Research Methodology
Overview
PortfolioBench is a rigorous research benchmark designed to answer a fundamental question: Can artificial intelligence consistently outperform traditional market benchmarks? By testing the world's most advanced language models in a real-world stock selection scenario, we aim to provide empirical evidence about AI's capabilities in financial decision-making.
The Prompt
Each AI model receives an identical prompt that simulates the role of an elite hedge fund manager. The prompt provides structured access to fundamental financial data for all publicly traded US companies.

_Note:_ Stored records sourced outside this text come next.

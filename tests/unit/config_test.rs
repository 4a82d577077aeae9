//! Tests for configuration loading and check selection

use std::fs;

use repo_audit::AuditError;
use repo_audit::config::{AuditConfig, DEFAULT_API_URL};
use repo_audit::core::models::RepositorySource;
use repo_audit::core::services::repository_source;
use tempfile::TempDir;

const JSON_CONFIG: &str = r##"{
    "repositories": ["acme/widgets"],
    "github": {"rawUrl": "http://127.0.0.1:8080"},
    "checks": [
        {"name": "has-license", "file": "LICENSE", "pattern": "MIT"},
        {"name": "has-readme", "file": "README.md", "pattern": "#",
         "requires": [{"check": "missing-check"}]}
    ]
}"##;

#[test]
fn load_json_from_disk() {
    let temp = TempDir::new().unwrap();
    let path = temp.path().join("repo-audit.json");
    fs::write(&path, JSON_CONFIG).unwrap();

    let config = AuditConfig::load(&path).unwrap();

    assert_eq!(config.checks.len(), 2);
    assert_eq!(config.github.raw_url, "http://127.0.0.1:8080");
    assert_eq!(config.github.api_url, DEFAULT_API_URL);
}

#[test]
fn load_toml_by_extension() {
    let temp = TempDir::new().unwrap();
    let path = temp.path().join("audit.toml");
    fs::write(
        &path,
        r#"
repositories = ["acme/widgets"]

[[checks]]
name = "has-license"
file = "LICENSE"
pattern = "MIT"

[[checks.exclude]]
repository = "acme/legacy"
reason = "archived"
"#,
    )
    .unwrap();

    let config = AuditConfig::load(&path).unwrap();

    assert_eq!(config.checks[0].exclude[0].repository, "acme/legacy");
}

#[test]
fn load_rejects_malformed_json() {
    let temp = TempDir::new().unwrap();
    let path = temp.path().join("repo-audit.json");
    fs::write(&path, "{ not json").unwrap();

    assert!(matches!(AuditConfig::load(&path).unwrap_err(), AuditError::Json(_)));
}

#[test]
fn unknown_requirement_is_not_fatal() {
    assert!(AuditConfig::from_json(JSON_CONFIG).is_ok());
}

#[test]
fn static_source_from_config() {
    let config = AuditConfig::from_json(JSON_CONFIG).unwrap();
    assert_eq!(
        repository_source(&config).unwrap(),
        RepositorySource::Static {
            repositories: vec!["acme/widgets".to_string()],
        }
    );
}

#[test]
fn no_repositories_is_configuration_error() {
    let config = AuditConfig::from_json(r#"{"checks": []}"#).unwrap();
    let err = repository_source(&config).unwrap_err();
    assert!(err.to_string().starts_with("Configuration error: No repositories configured"));
}

#[test]
fn dynamic_requires_organization_and_topic() {
    let err = AuditConfig::from_json(r#"{"dynamicRepositories": {"enabled": true}}"#).unwrap_err();
    assert!(matches!(err, AuditError::Json(_)));
}
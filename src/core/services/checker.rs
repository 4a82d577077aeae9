//! Check service - runs checks across repositories
//!
//! Every failure is captured as a failed [`CheckResult`]; nothing here
//! aborts the run.

use crate::core::models::{Check, CheckResult, RepositoryId};
use crate::core::ports::RawFileSource;
use crate::core::services::fetcher::fetch_file;
use crate::core::services::matcher::evaluate;

/// Checks that are enabled and do not exclude `repository`, in input order
#[must_use]
pub fn applicable_checks<'a>(checks: &'a [Check], repository: &str) -> Vec<&'a Check> {
    checks
        .iter()
        .filter(|check| {
            let applies = check.applies_to(repository);
            if !applies {
                log::debug!("Skipping {} for {repository}", check.name);
            }
            applies
        })
        .collect()
}

/// Evaluate all applicable checks against one repository
///
/// A malformed identifier fails every applicable check with the
/// identifier error and makes no requests.
pub fn audit_repository(
    source: &impl RawFileSource,
    repository: &str,
    checks: &[Check],
) -> Vec<CheckResult> {
    let applicable = applicable_checks(checks, repository);

    let id = match RepositoryId::parse(repository) {
        Ok(id) => id,
        Err(e) => {
            log::warn!("{e}");
            let message = e.to_string();
            return applicable
                .into_iter()
                .map(|check| CheckResult::errored(repository, &check.name, &check.file, &message))
                .collect();
        },
    };

    applicable
        .into_iter()
        .map(|check| run_check(source, &id, repository, check))
        .collect()
}

/// Evaluate every repository in order
///
/// Results are ordered by repository, then by check.
pub fn run_audit(
    source: &impl RawFileSource,
    repositories: &[String],
    checks: &[Check],
) -> Vec<CheckResult> {
    let mut results = Vec::new();

    for (index, repository) in repositories.iter().enumerate() {
        log::info!("[{}/{}] Auditing {repository}", index + 1, repositories.len());
        results.extend(audit_repository(source, repository, checks));
    }

    results
}

fn run_check(
    source: &impl RawFileSource,
    id: &RepositoryId,
    repository: &str,
    check: &Check,
) -> CheckResult {
    let outcome = fetch_file(source, id, &check.file)
        .and_then(|content| evaluate(&content, &check.pattern));

    match outcome {
        Ok(passed) => {
            log::debug!("{repository}: {} {}", check.name, if passed { "passed" } else { "failed" });
            CheckResult::evaluated(repository, &check.name, &check.file, passed)
        },
        Err(e) => {
            log::debug!("{repository}: {} errored: {e}", check.name);
            CheckResult::errored(repository, &check.name, &check.file, e.to_string())
        },
    }
}
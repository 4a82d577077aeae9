//! Business logic services
//!
//! Pure orchestration logic that operates on domain models.
//! Network access goes through the port traits; everything else is
//! computed from data passed in.
//!
//! - [`fetcher`] - Fetch a file with branch fallback
//! - [`matcher`] - Evaluate (optionally negated) patterns against content
//! - [`checker`] - Run checks across repositories
//! - [`resolver`] - Resolve the repository list
//! - [`report`] - Group failures and annotate prerequisites

pub mod checker;
pub mod fetcher;
pub mod matcher;
pub mod report;
pub mod resolver;

pub use checker::{applicable_checks, audit_repository, run_audit};
pub use fetcher::{FALLBACK_BRANCH, PRIMARY_BRANCH, fetch_file};
pub use matcher::{Pattern, evaluate};
pub use report::{AuditReport, CheckFailures, Failure, FailureKind, Prerequisite, RepositoryFailures};
pub use resolver::{repository_source, resolve_repositories};
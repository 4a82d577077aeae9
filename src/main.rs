//! repo-audit - audit GitHub repositories against file-content rules

// Deny all clippy warnings in this crate
#![deny(
    clippy::all,
    clippy::pedantic,
    clippy::nursery,
    missing_docs,
    missing_debug_implementations,
    missing_copy_implementations,
    trivial_casts,
    trivial_numeric_casts,
    unsafe_code,
    unused_import_braces,
    unused_qualifications
)]
// Allow some pedantic lints that are too noisy or not applicable
#![allow(
    clippy::module_name_repetitions,
    clippy::missing_errors_doc,
    clippy::cargo_common_metadata
)]

use std::process::ExitCode;

mod cli;
mod commands;

/// Main entry point for the repo-audit CLI
fn main() -> ExitCode {
    match cli::run() {
        Ok(true) => ExitCode::SUCCESS,
        Ok(false) => ExitCode::FAILURE,
        Err(e) => {
            eprintln!("Error: {e:#}");
            ExitCode::FAILURE
        },
    }
}
//! Pattern matcher service - tests check patterns against file content
//!
//! This module contains pure matching logic with no I/O dependencies.

use regex::Regex;

use crate::error::{AuditError, Result};

/// A compiled check pattern
///
/// Supports two forms:
/// - `regex` - passes when the regex is found anywhere in the content
/// - `!regex` - passes when the regex is found nowhere in the content
///
/// No flags are implied; inline flags such as `(?i)` or `(?m)` work as
/// part of the regex syntax.
#[derive(Debug, Clone)]
pub struct Pattern {
    regex: Regex,
    negated: bool,
}

impl Pattern {
    /// Compile a check pattern
    ///
    /// # Errors
    ///
    /// Returns [`AuditError::Pattern`] if the regex (after stripping a
    /// leading `!`) is malformed.
    pub fn compile(pattern: &str) -> Result<Self> {
        let (negated, expr) = pattern.strip_prefix('!').map_or((false, pattern), |rest| (true, rest));

        let regex = Regex::new(expr).map_err(|source| AuditError::Pattern {
            pattern: pattern.to_string(),
            source,
        })?;

        Ok(Self { regex, negated })
    }

    /// Whether the pattern was written with a leading `!`
    #[must_use]
    pub const fn is_negated(&self) -> bool {
        self.negated
    }

    /// Test the pattern against the whole content
    #[must_use]
    pub fn matches(&self, content: &str) -> bool {
        self.regex.is_match(content) != self.negated
    }
}

/// Compile `pattern` and test it against `content`
///
/// # Errors
///
/// Returns [`AuditError::Pattern`] if the pattern is malformed.
pub fn evaluate(content: &str, pattern: &str) -> Result<bool> {
    Ok(Pattern::compile(pattern)?.matches(content))
}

# PortfolioBench: The Large Language Model Stock Selection Benchmark
You are participating in PortfolioBench, a competitive research benchmark to test the ability of Large Language Models (LLMs) to select US stocks that will outperform the market. Imagine yourself as a highly competitive, elite world-class professional hedge fund manager.
Your Objective:
From the dataset provided, select a single US stock that you believe will achieve the highest percentage increase in price over the next year.
Your goal is to outperform the S&P 500 and all other LLMs. Your result will be directly compared against both the market and other models.
The highest alpha wins.
Data Provided:
You have structured access to the following metrics for all 3,704 publicly traded US companies:
* Market capitalization (marketcap)
* Stock price in USD (price_usd)
* Total earnings from the last 4 quarters (earnings_ttm)
* Total revenue from the last 4 quarters (revenue_ttm)
* Total Number of Employees (employees_count)
* Price-to-earnings ratio from the last 4 quarters (pe_ratio_ttm)
* Dividend yield (%) (dividend_yield_ttm)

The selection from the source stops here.